Puncture Kit is a must-read new book for anyone considering getting a piercing or tattoo. These and other body modifications have soared in popularity but author Angela Llewellyn-Sare says that horrifying injuries can and do occur, many related to untrained and backyard operators.
"A piercing or tattoo may be cool, but the reality is that it's a risky business that often results in infections, allergy, scarring, nerve damage, viruses and even broken teeth,” says Ms Llewellyn-Sare, a nurse with 25 years' experience.
"Procedures include piercing of genitalia and nipples, branding and scarification and in many cases they are being performed on people under the age of 18. Until very recently there have been no laws to protect minors from having these types of piercings.
"Only three states have enacted any laws (QLD, NSW and VIC) regarding the piercing of minors. In addition there are no laws regarding the training of piercers - anyone can set up in business and they do."

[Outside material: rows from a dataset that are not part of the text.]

/// Anything that can be uploaded with [`AbstractVao::set_data`].
#[derive(Clone, Debug)]
pub enum VaoData<'a> {
  /// Vertex data only.
  Vertices(VertexData<'a>),
  /// Vertex data with indices.
  Indexed(IndexVertexData<'a>),
}

impl<'a> VaoData<'a> {
  /// Human-readable description of the kind of data.
  pub fn kind(&self) -> &'static str {
    match self {
      VaoData::Vertices(_) => "vertex data",
      VaoData::Indexed(_) => "indexed vertex data",
    }
  }
}

impl<'a> From<VertexData<'a>> for VaoData<'a> {
  fn from(data: VertexData<'a>) -> Self {
    VaoData::Vertices(data)
  }
}

impl<'a> From<IndexVertexData<'a>> for VaoData<'a> {
  fn from(data: IndexVertexData<'a>) -> Self {
    VaoData::Indexed(data)
  }
}

/// Window of elements to draw.
///
/// When `count` is `None`, everything from `start` to the end is drawn.
#[derive(Clone, Copy, Debug, Default, Eq, Hash, PartialEq)]
pub struct DrawRange {
  /// First element to draw.
  pub start: usize,
  /// Number of elements to draw.
  pub count: Option<usize>,
}

impl DrawRange {
  /// Draw every element.
  pub fn all() -> Self {
    DrawRange::default()
  }

  /// Draw `count` elements starting at `start`.
  pub fn new(start: usize, count: usize) -> Self {
    DrawRange {
      start,
      count: Some(count),
    }
  }
}

impl From<usize> for DrawRange {
  /// Draw every element starting at `start`.
  fn from(start: usize) -> Self {
    DrawRange { start, count: None }
  }
}

/// Number of elements actually drawn for a given range.
///
/// `0` means nothing is to be drawn. Asking for more elements than available is an error.
pub fn resolve_count(num_indices: usize, range: DrawRange) -> Result<usize, VaoError> {
  match range.count {
    None => Ok(num_indices.saturating_sub(range.start)),

    Some(count) => {
      if range.start.saturating_add(count) > num_indices {
        Err(VaoError::Overflow {
          start: range.start,
          count,
          available: num_indices,
        })
      } else {
        Ok(count)
      }
    }
  }
}

/// Byte offset, in an index buffer, of the `start`-th index.
pub fn index_byte_offset(start: usize, index_type: IndexType) -> usize {
  start * index_type.bytes()
}

/// Errors that might happen when working with VAOs.
#[non_exhaustive]
#[derive(Clone, Debug, Eq, PartialEq)]
pub enum VaoError {
  /// The backend failed to create a vertex array or a buffer.
  CannotCreate(String),
  /// The VAO has no data yet.
  NotAllocated,
  /// The kind of data is not supported by that kind of VAO.
  UnsupportedData {
    /// Name of the VAO kind.
    vao: &'static str,
    /// Kind of data that was provided.
    data: &'static str,
  },
  /// That kind of VAO doesn’t support a separate index buffer.
  UnsupportedIndices(&'static str),
  /// No buffer at that slot.
  NoSuchBuffer(usize),
  /// An index doesn’t fit in the chosen index type.
  IndexOutOfRange {
    /// Faulty index.
    value: u32,
    /// Index type it was meant to be stored as.
    index_type: IndexType,
  },
  /// A draw range goes past the number of available elements.
  Overflow {
    /// Requested start.
    start: usize,
    /// Requested count.
    count: usize,
    /// Elements available.
    available: usize,
  },
  /// Mapping a buffer failed.
  MapFailed(u32),
}

impl fmt::Display for VaoError {
  fn fmt(&self, f: &mut fmt::Formatter) -> Result<(), fmt::Error> {
    match *self {
      VaoError::CannotCreate(ref e) => write!(f, "cannot create vertex array resource: {}", e),
      VaoError::NotAllocated => f.write_str("vertex array not bound or not allocated"),
      VaoError::UnsupportedData { vao, data } => write!(f, "{} doesn’t support {}", vao, data),
      VaoError::UnsupportedIndices(vao) => write!(f, "{} doesn’t support index buffers", vao),
      VaoError::NoSuchBuffer(index) => write!(f, "no buffer at index {}", index),
      VaoError::IndexOutOfRange { value, index_type } => {
        write!(f, "index {} doesn’t fit in {}", value, index_type)
      }
      VaoError::Overflow {
        start,
        count,
        available,
      } => write!(
        f,
        "cannot draw {} elements from {}: only {} available",
        count, start, available
      ),
      VaoError::MapFailed(id) => write!(f, "cannot map buffer {}", id),
    }
  }
}

impl error::Error for VaoError {}

/// A buffer owned by a VAO.
pub struct Buffer<B>
where
  B: ?Sized + VertexArray,
{
  repr: B::BufferRepr,
  len: usize,
}

impl<B> Buffer<B>
where
  B: ?Sized + VertexArray,
{
  /// Create a buffer without storage.
  pub fn empty(backend: &mut B) -> Result<Self, VaoError> {
    let repr = unsafe { backend.new_buffer()? };
    Ok(Buffer { repr, len: 0 })
  }

  /// Create an attribute buffer holding `data`. The VAO it belongs to must be bound.
  pub fn new_array(backend: &mut B, data: &VertexData) -> Result<Self, VaoError> {
    let mut buffer = Self::empty(backend)?;
    buffer.upload_array(backend, data);
    Ok(buffer)
  }

  /// Create an index buffer holding `indices`. The VAO it belongs to must be bound.
  pub fn new_element(backend: &mut B, indices: &Indices, usage: BufferUsage) -> Result<Self, VaoError> {
    let mut buffer = Self::empty(backend)?;
    buffer.upload_element(backend, indices, usage);
    Ok(buffer)
  }

  /// Replace the content of the buffer and leave it bound as the current attribute buffer.
  pub fn upload_array(&mut self, backend: &mut B, data: &VertexData) {
    unsafe { backend.upload_array_buffer(&self.repr, data.bytes(), data.usage()) };
    self.len = data.bytes().len();
  }

  /// Replace the content of the buffer with indices.
  pub fn upload_element(&mut self, backend: &mut B, indices: &Indices, usage: BufferUsage) {
    unsafe { backend.upload_element_buffer(&self.repr, indices.as_bytes(), usage) };
    self.len = indices.as_bytes().len();
  }

  /// Make this buffer the current attribute buffer.
  pub fn bind(&self, backend: &mut B) {
    unsafe { backend.bind_array_buffer(&self.repr) };
  }

  /// Driver identifier of the buffer.
  pub fn id(&self) -> u32 {
    unsafe { B::buffer_id(&self.repr) }
  }

  /// Size of the storage in bytes.
  pub fn len(&self) -> usize {
    self.len
  }

  /// Whether the buffer has no storage.
  pub fn is_empty(&self) -> bool {
    self.len == 0
  }

  /// Map the buffer storage.
  pub fn map<'a>(
    &'a self,
    backend: &'a mut B,
    access: MapAccess,
  ) -> Result<BufferMapping<'a, B>, VaoError> {
    if self.len == 0 {
      return Err(VaoError::MapFailed(self.id()));
    }

    let ptr = unsafe { backend.map_buffer(&self.repr, access)? };

    Ok(BufferMapping {
      backend,
      buffer: &self.repr,
      ptr,
      len: self.len,
    })
  }
}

Ms Llewellyn’s interest in the area arose from working with young adults with type 1 diabetes who had concerns and problems with their body art. In Puncture Kit, she offers sensible advice and tips including after care to ensure the best possible results.
This book may be the most useful purchase anyone can buy whether they are a jittery first timer, an experienced self enhancer or a bewildered parent.
"People are walking away with more than they ask for and are not being protected," the author said. "It's important to be able to express yourself but it's equally important to do so safely. That’s the aim of Puncture Kit.”
More information is available on request. Download a Contents outline at www.newsmaker.com.au
Angela Llewellyn-Sare is a registered nurse with over 25 years' experience and practices as a specialist nurse in diabetes. She is well recognised in her profession with many works of research published in various professional medical journals. She has also won several awards for her work.
It was while she was working with teenagers with type 1 diabetes at Westmead Hospital in Sydney that she became aware of the problems associated with piercing and tattooing.
In an effort to help these young people retain their piercings and prevent infections she began to research the area and realized there was a greater need in the community for information.
Angela’s writing career spans the last decade. She wrote a regular health column for two regional newspapers in South Australia. In addition she has produced newsletters, brochures and educational material for various organisations. Angela has several non-fiction books she has been writing and researching including one on type 2 diabetes.
She is also writing a fictionalised account of her father’s life in the East End of London. Angela’s other passions and interests include amateur theatre performance, event management and public speaking.